La dinámica de nuestro sistema (como se vio en la crisis del 2008) es que esas crisis las paguen siempre los más débiles: quizá porque ya están acostumbrados a eso de la austeridad, una palabra que los demás casi desconocemos.
Ante esta realidad, mi modesta opinión es que todos vosotros deberíais implantaros voluntariamente una especie de impuesto sobre patrimonio y ganancias que debería oscilar en torno al 90 por cien. Esa cifra suena muy bestia escrita así en abstracto.

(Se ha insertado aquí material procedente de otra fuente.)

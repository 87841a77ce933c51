//
// scanner.rs
//
// Line-incremental Lua tokenizer
//
// Each line is scanned on its own. Long comments and long strings that are
// still open at the end of a line are carried to the next line through
// `ScanState`, which the host stores per line (as a small integer) and
// feeds back when it re-highlights the following line.
//

use crate::reserved_words::{is_magic_method, is_reserved_word};

/// Lexical category of a token.
#[derive(Debug, Clone, Copy, PartialEq, Eq, Hash)]
pub enum TokenKind {
    Number,
    String,
    /// Declared local name (the name after `local`) or `self`
    Local,
    /// Identifier accessed through `.` or `:`
    Field,
    /// Metamethod name such as `__index`
    MagicAttr,
    Keyword,
    Operator,
    MultiLineComment,
    Comment,
    Identifier,
    Whitespace,
    /// Module name literal of a `require` call
    RequiredModule,
    /// Zero-length terminator emitted at the end of every line
    EndOfBlock,
}

impl TokenKind {
    /// All kinds, in the order of their legend index.
    pub const ALL: [TokenKind; 13] = [
        TokenKind::Number,
        TokenKind::String,
        TokenKind::Local,
        TokenKind::Field,
        TokenKind::MagicAttr,
        TokenKind::Keyword,
        TokenKind::Operator,
        TokenKind::MultiLineComment,
        TokenKind::Comment,
        TokenKind::Identifier,
        TokenKind::Whitespace,
        TokenKind::RequiredModule,
        TokenKind::EndOfBlock,
    ];

    /// Position of this kind in [`TokenKind::ALL`].
    pub fn legend_index(self) -> u32 {
        self as u32
    }

    /// Whitespace, comments and the end-of-block marker.
    pub fn is_trivia(self) -> bool {
        matches!(
            self,
            TokenKind::Whitespace
                | TokenKind::Comment
                | TokenKind::MultiLineComment
                | TokenKind::EndOfBlock
        )
    }

    /// Name-like tokens (identifiers and their refined categories).
    pub fn is_name(self) -> bool {
        matches!(
            self,
            TokenKind::Identifier | TokenKind::Local | TokenKind::Field | TokenKind::MagicAttr
        )
    }
}

/// A classified byte span within one line.
#[derive(Debug, Clone, Copy, PartialEq, Eq)]
pub struct Token {
    pub kind: TokenKind,
    /// Byte offset of the first byte within the line
    pub start: usize,
    /// Length in bytes
    pub len: usize,
}

impl Token {
    pub fn end(&self) -> usize {
        self.start + self.len
    }

    /// The text this token covers in `line`.
    pub fn text<'a>(&self, line: &'a str) -> &'a str {
        line.get(self.start..self.end()).unwrap_or("")
    }
}

/// Lexer state carried from one line to the next.
#[derive(Debug, Clone, Copy, PartialEq, Eq, Default)]
pub enum ScanState {
    #[default]
    Default,
    /// Inside `--[==[ ... ]==]` with the given number of `=`
    InLongComment(usize),
    /// Inside `[==[ ... ]==]` with the given number of `=`
    InLongString(usize),
}

impl ScanState {
    /// Encode as the integer a host stores per line.
    ///
    /// `Default` is 0, long strings are odd and long comments are even.
    pub fn to_raw(self) -> i32 {
        match self {
            ScanState::Default => 0,
            ScanState::InLongString(level) => level_to_raw(level).saturating_mul(2).saturating_add(1),
            ScanState::InLongComment(level) => level_to_raw(level).saturating_mul(2).saturating_add(2),
        }
    }

    /// Decode a stored integer. Negative values (the host's "no previous
    /// state" sentinel) normalize to `Default`.
    pub fn from_raw(raw: i32) -> Self {
        if raw <= 0 {
            ScanState::Default
        } else if raw % 2 == 1 {
            ScanState::InLongString(((raw - 1) / 2) as usize)
        } else {
            ScanState::InLongComment(((raw - 2) / 2) as usize)
        }
    }
}

fn level_to_raw(level: usize) -> i32 {
    i32::try_from(level).unwrap_or(i32::MAX / 2)
}

/// Result of scanning one line.
#[derive(Debug, Clone, PartialEq, Eq)]
pub struct LineScan {
    pub tokens: Vec<Token>,
    /// State to feed into the next line
    pub end_state: ScanState,
}

impl LineScan {
    /// Tokens that carry meaning (no whitespace, comments or end marker).
    pub fn significant(&self) -> impl Iterator<Item = &Token> {
        self.tokens.iter().filter(|t| !t.kind.is_trivia())
    }

    /// Byte offset of the first comment on the line, if any.
    pub fn comment_start(&self) -> Option<usize> {
        self.tokens
            .iter()
            .find(|t| matches!(t.kind, TokenKind::Comment | TokenKind::MultiLineComment))
            .map(|t| t.start)
    }
}

/// Scan one line starting in `state`.
///
/// Tokens partition the line exactly and the last token is always
/// `EndOfBlock`. Never fails: unknown characters become one-character
/// identifiers.
pub fn scan_line(text: &str, state: ScanState) -> LineScan {
    let mut lexer = LineLexer {
        text,
        bytes: text.as_bytes(),
        pos: 0,
        state,
        tokens: Vec::new(),
        last_significant: None,
        in_local_list: false,
    };
    lexer.run();
    LineScan {
        tokens: lexer.tokens,
        end_state: lexer.state,
    }
}

/// Scan a line for display.
///
/// On top of [`scan_line`], a `require` call marks its module name string
/// as `RequiredModule`; when the line starts with `require`, every
/// following identifier is treated as part of the module reference too.
pub fn highlight_line(text: &str, state: ScanState) -> LineScan {
    let mut scan = scan_line(text, state);

    let first = scan
        .tokens
        .iter()
        .position(|t| t.kind != TokenKind::Whitespace && t.kind != TokenKind::EndOfBlock);

    let mut idx = 0;
    while idx < scan.tokens.len() {
        let tok = scan.tokens[idx];
        if tok.kind == TokenKind::Identifier && tok.text(text) == "require" {
            scan.tokens[idx].kind = TokenKind::Keyword;
            let line_start_import = first == Some(idx);
            for follower in scan.tokens[idx + 1..].iter_mut() {
                match follower.kind {
                    TokenKind::String => follower.kind = TokenKind::RequiredModule,
                    TokenKind::Identifier if line_start_import => {
                        follower.kind = TokenKind::RequiredModule
                    }
                    TokenKind::Whitespace => {}
                    TokenKind::Operator if follower.text(text) == "(" => {}
                    _ if line_start_import => {}
                    _ => break,
                }
            }
        }
        idx += 1;
    }

    scan
}

/// Highlight every line of `text`, starting from the default state and
/// feeding each line's end state to the next line.
pub fn highlight_document(text: &str) -> Vec<LineScan> {
    let mut state = ScanState::Default;
    text.lines()
        .map(|line| {
            let scan = highlight_line(line, state);
            state = scan.end_state;
            scan
        })
        .collect()
}

/// Three, two and one byte operators, longest first.
const OPERATORS: &[&str] = &[
    "...", "..", "==", "~=", "<=", ">=", "//", "::", "<<", ">>", "+", "-", "*", "/", "%", "^",
    "#", "&", "~", "|", "<", ">", "=", "(", ")", "{", "}", "[", "]", ";", ":", ",", ".",
];

struct LineLexer<'a> {
    text: &'a str,
    bytes: &'a [u8],
    pos: usize,
    state: ScanState,
    tokens: Vec<Token>,
    last_significant: Option<Token>,
    in_local_list: bool,
}

impl<'a> LineLexer<'a> {
    fn run(&mut self) {
        match self.state {
            ScanState::InLongComment(level) => {
                self.continue_long(0, level, TokenKind::MultiLineComment)
            }
            ScanState::InLongString(level) => self.continue_long(0, level, TokenKind::String),
            ScanState::Default => {}
        }

        while self.pos < self.bytes.len() {
            self.read_token();
        }

        self.tokens.push(Token {
            kind: TokenKind::EndOfBlock,
            start: self.bytes.len(),
            len: 0,
        });
    }

    fn peek(&self, offset: usize) -> Option<u8> {
        self.bytes.get(self.pos + offset).copied()
    }

    fn push(&mut self, kind: TokenKind, start: usize) {
        if self.pos <= start {
            return;
        }
        let token = Token {
            kind,
            start,
            len: self.pos - start,
        };
        self.tokens.push(token);
        if !kind.is_trivia() {
            self.last_significant = Some(token);
        }
    }

    /// Consume up to the closing long bracket of `level`, or to the end of
    /// the line if it does not close here.
    fn continue_long(&mut self, start: usize, level: usize, kind: TokenKind) {
        match find_long_close(self.bytes, self.pos, level) {
            Some(end) => {
                self.pos = end;
                self.state = ScanState::Default;
            }
            None => {
                self.pos = self.bytes.len();
                self.state = if kind == TokenKind::String {
                    ScanState::InLongString(level)
                } else {
                    ScanState::InLongComment(level)
                };
            }
        }
        self.push(kind, start);
    }

    fn read_token(&mut self) {
        let start = self.pos;
        let b = self.bytes[start];

        if b.is_ascii_whitespace() {
            while self.peek(0).is_some_and(|c| c.is_ascii_whitespace()) {
                self.pos += 1;
            }
            self.push(TokenKind::Whitespace, start);
            return;
        }

        if b == b'-' && self.peek(1) == Some(b'-') {
            self.pos += 2;
            if let Some(level) = long_bracket_level(self.bytes, self.pos) {
                self.pos += level + 2;
                self.continue_long(start, level, TokenKind::MultiLineComment);
            } else {
                self.pos = self.bytes.len();
                self.push(TokenKind::Comment, start);
            }
            return;
        }

        if b == b'[' {
            if let Some(level) = long_bracket_level(self.bytes, start) {
                self.pos += level + 2;
                self.continue_long(start, level, TokenKind::String);
                return;
            }
        }

        if b == b'"' || b == b'\'' {
            self.read_short_string(b);
            self.push(TokenKind::String, start);
            return;
        }

        if b.is_ascii_digit() || (b == b'.' && self.peek(1).is_some_and(|c| c.is_ascii_digit())) {
            self.read_number();
            self.push(TokenKind::Number, start);
            return;
        }

        if b.is_ascii_alphabetic() || b == b'_' {
            while self
                .peek(0)
                .is_some_and(|c| c.is_ascii_alphanumeric() || c == b'_')
            {
                self.pos += 1;
            }
            let kind = self.classify_name(&self.text[start..self.pos]);
            self.in_local_list = match kind {
                TokenKind::Keyword => &self.text[start..self.pos] == "local",
                TokenKind::Local => self.in_local_list,
                _ => false,
            };
            self.push(kind, start);
            return;
        }

        if let Some(op) = OPERATORS
            .iter()
            .find(|op| self.bytes[start..].starts_with(op.as_bytes()))
        {
            self.pos += op.len();
            if *op != "," {
                self.in_local_list = false;
            }
            self.push(TokenKind::Operator, start);
            return;
        }

        // Anything else degrades to a single-character identifier.
        let width = self.text[start..].chars().next().map_or(1, char::len_utf8);
        self.pos += width;
        self.in_local_list = false;
        self.push(TokenKind::Identifier, start);
    }

    fn classify_name(&self, word: &str) -> TokenKind {
        if is_reserved_word(word) {
            return TokenKind::Keyword;
        }
        if is_magic_method(word) {
            return TokenKind::MagicAttr;
        }
        if word == "self" || self.in_local_list {
            return TokenKind::Local;
        }
        match self.last_significant {
            Some(prev) if prev.kind == TokenKind::Operator => {
                match prev.text(self.text) {
                    "." | ":" => TokenKind::Field,
                    _ => TokenKind::Identifier,
                }
            }
            _ => TokenKind::Identifier,
        }
    }

    /// Consume a quoted string. Backslash escapes the next byte. An
    /// unterminated string ends at the end of the line.
    fn read_short_string(&mut self, quote: u8) {
        self.pos += 1;
        while let Some(c) = self.peek(0) {
            self.pos += 1;
            if c == b'\\' {
                if self.pos < self.bytes.len() {
                    self.pos += 1;
                }
            } else if c == quote {
                return;
            }
        }
        // Escapes may have stepped into a multi-byte character; realign.
        while !self.text.is_char_boundary(self.pos) {
            self.pos += 1;
        }
    }

    fn read_number(&mut self) {
        let hex = self.bytes[self.pos] == b'0' && matches!(self.peek(1), Some(b'x' | b'X'));
        if hex {
            self.pos += 2;
        }
        while let Some(c) = self.peek(0) {
            let exponent = if hex {
                matches!(c, b'p' | b'P')
            } else {
                matches!(c, b'e' | b'E')
            };
            if exponent {
                self.pos += 1;
                if matches!(self.peek(0), Some(b'+' | b'-')) {
                    self.pos += 1;
                }
            } else if c.is_ascii_digit() || c == b'.' || (hex && c.is_ascii_hexdigit()) {
                self.pos += 1;
            } else {
                break;
            }
        }
    }
}

/// If `bytes[at..]` opens a long bracket (`[`, any number of `=`, `[`),
/// return the number of `=`.
fn long_bracket_level(bytes: &[u8], at: usize) -> Option<usize> {
    if bytes.get(at) != Some(&b'[') {
        return None;
    }
    let mut level = 0;
    while bytes.get(at + 1 + level) == Some(&b'=') {
        level += 1;
    }
    (bytes.get(at + 1 + level) == Some(&b'[')).then_some(level)
}

/// Find the end (exclusive) of the closing long bracket of `level`.
fn find_long_close(bytes: &[u8], from: usize, level: usize) -> Option<usize> {
    let mut i = from;
    while i < bytes.len() {
        if bytes[i] == b']' {
            let eqs = bytes[i + 1..]
                .iter()
                .take(level)
                .filter(|&&c| c == b'=')
                .count();
            if eqs == level && bytes.get(i + 1 + level) == Some(&b']') {
                return Some(i + level + 2);
            }
        }
        i += 1;
    }
    None
}
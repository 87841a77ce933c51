//! Deterministic fixture workspace generator for benchmarks and tests.
//!
//! Generates synthetic Lua workspaces with controlled characteristics:
//! file count, functions per file, `require` chains, methods on a module
//! table, and extra lines of non-function code.
//!
//! All output is deterministic (no randomness) so benchmarks are reproducible.

use std::fmt::Write;
use std::path::Path;
use tempfile::TempDir;

/// Configuration for generating a fixture workspace.
#[derive(Debug, Clone)]
pub struct FixtureConfig {
    pub file_count: usize,
    pub functions_per_file: usize,
    pub require_chain_depth: usize,
    pub methods_per_file: usize,
    pub extra_lines_per_file: usize,
}

impl FixtureConfig {
    /// Small workspace: 10 files, 5 functions each, require chain depth 3.
    pub fn small() -> Self {
        Self {
            file_count: 10,
            functions_per_file: 5,
            require_chain_depth: 3,
            methods_per_file: 2,
            extra_lines_per_file: 5,
        }
    }

    /// Medium workspace: 50 files, 10 functions each, require chain depth 10.
    pub fn medium() -> Self {
        Self {
            file_count: 50,
            functions_per_file: 10,
            require_chain_depth: 10,
            methods_per_file: 4,
            extra_lines_per_file: 10,
        }
    }

    /// Large workspace: 200 files, 20 functions each, require chain depth 15.
    pub fn large() -> Self {
        Self {
            file_count: 200,
            functions_per_file: 20,
            require_chain_depth: 15,
            methods_per_file: 6,
            extra_lines_per_file: 20,
        }
    }
}

/// Name of the module file with the given index, without extension.
pub fn module_name(index: usize) -> String {
    format!("mod_{index}")
}

/// Generate the content of a single Lua file deterministically.
///
/// - `index`: file index (0-based), used for naming and require chain linkage
/// - `config`: the workspace configuration
pub fn generate_lua_file_content(index: usize, config: &FixtureConfig) -> String {
    let mut content = String::new();

    // Require chain: mod_0 requires mod_1, mod_1 requires mod_2, etc.
    if index < config.require_chain_depth && index + 1 < config.file_count {
        writeln!(
            content,
            "local next_mod = require(\"{}\")",
            module_name(index + 1)
        )
        .unwrap();
        content.push('\n');
    }

    writeln!(content, "local M = {{}}").unwrap();
    content.push('\n');

    for func_i in 0..config.functions_per_file {
        writeln!(content, "local function func_{}_{}(x, y)", index, func_i).unwrap();
        writeln!(content, "    local result = x + y * {}", func_i + 1).unwrap();
        writeln!(content, "    if result == nil then").unwrap();
        writeln!(content, "        return 0").unwrap();
        writeln!(content, "    end").unwrap();
        writeln!(content, "    return result").unwrap();
        writeln!(content, "end").unwrap();
        content.push('\n');
    }

    for method_i in 0..config.methods_per_file {
        writeln!(content, "function M:method_{}_{}(value)", index, method_i).unwrap();
        writeln!(content, "    self.value_{} = value", method_i).unwrap();
        writeln!(content, "end").unwrap();
        content.push('\n');
    }

    for line_i in 0..config.extra_lines_per_file {
        writeln!(content, "M.var_{}_{} = {}", index, line_i, line_i + 1).unwrap();
    }

    content.push_str("\nreturn M\n");
    content
}

/// Create a temporary fixture workspace from the given configuration.
///
/// Returns a `TempDir` whose path contains the generated `.lua` files.
/// The directory is cleaned up when the `TempDir` is dropped.
///
/// Calling this twice with the same `FixtureConfig` produces byte-identical files.
pub fn create_fixture_workspace(config: &FixtureConfig) -> TempDir {
    let temp_dir = TempDir::new().expect("Failed to create temp directory for fixture workspace");
    write_fixture_workspace(temp_dir.path(), config);
    temp_dir
}

/// Write fixture files into an existing directory.
pub fn write_fixture_workspace(dir: &Path, config: &FixtureConfig) {
    for i in 0..config.file_count {
        let content = generate_lua_file_content(i, config);
        let filename = format!("{}.lua", module_name(i));
        let filepath = dir.join(&filename);
        std::fs::write(&filepath, &content)
            .unwrap_or_else(|e| panic!("Failed to write fixture file {}: {}", filename, e));
    }
}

Pero es que aún es más bestia vuestra fortuna: y es fácil calcular que si a una fortuna de mil millones le quitan el 90% se queda en cien millones, que todavía es una cantidad como para presumir de grande por ella. A lo mejor, movidos por vuestro ejemplo, los cienmillonarios se animan a dar un 70% y luego quienes solo poseen decenas de millones se impondrán un 50% (y aún seguirían siendo millonarios)…
En un sistema justo, estas son medidas que debería poder imponer cualquier gobierno legítimo. Pero entre nosotros hoy, no podemos ni imaginar la que se armaría cuando ya ahora algunos han comenzado a reclamar esa falsa solución de bajar impuestos, con el sofisma de que así invertirían más, aunque todos ellos saben que lo que haría la gran mayoría no es invertir sino especular más. Si quieren bajar impuestos, pues que rebajen el IVA. Pero ese ni tocarlo.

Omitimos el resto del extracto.